-------- Source data --------

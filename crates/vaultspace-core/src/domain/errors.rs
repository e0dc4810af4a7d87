//! Domain error types
//!
//! Invariant violations raised by domain constructors and by the metadata
//! store when a mutation would break the tree shape.

use thiserror::Error;

/// Errors that can occur in domain operations
#[derive(Debug, Error, Clone, PartialEq, Eq)]
pub enum DomainError {
    /// Invalid node identifier
    #[error("Invalid node id: {0}")]
    InvalidId(String),

    /// Invalid revision tag
    #[error("Invalid revision tag: {0}")]
    InvalidRevision(String),

    /// Invalid sync cursor
    #[error("Invalid sync cursor: {0}")]
    InvalidCursor(String),

    /// Invalid file or folder name
    #[error("Invalid name: {0}")]
    InvalidName(String),

    /// Byte range with start after end
    #[error("Invalid byte range [{start}, {end})")]
    InvalidRange {
        /// Inclusive start offset
        start: u64,
        /// Exclusive end offset
        end: u64,
    },

    /// The parent of a node does not exist
    #[error("Parent {parent} of node {node} does not exist")]
    MissingParent {
        /// The node being written
        node: String,
        /// The unresolved parent id
        parent: String,
    },

    /// Writing the node would make it its own ancestor
    #[error("Node {node} cannot be placed under {parent}: parent cycle")]
    ParentCycle {
        /// The node being written
        node: String,
        /// The requested parent
        parent: String,
    },

    /// The root sentinel cannot be stored, moved or deleted
    #[error("The root folder cannot be modified")]
    RootImmutable,

    /// The node is not a folder but was used as one
    #[error("Node {0} is not a folder")]
    NotAFolder(String),

    /// Invalid state transition attempt
    #[error("Invalid state transition from {from} to {to}")]
    InvalidState {
        /// The current state
        from: String,
        /// The attempted target state
        to: String,
    },
}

--------

In how many lines of the data does the string "cannot" occur? Answer with the number and nothing else.

3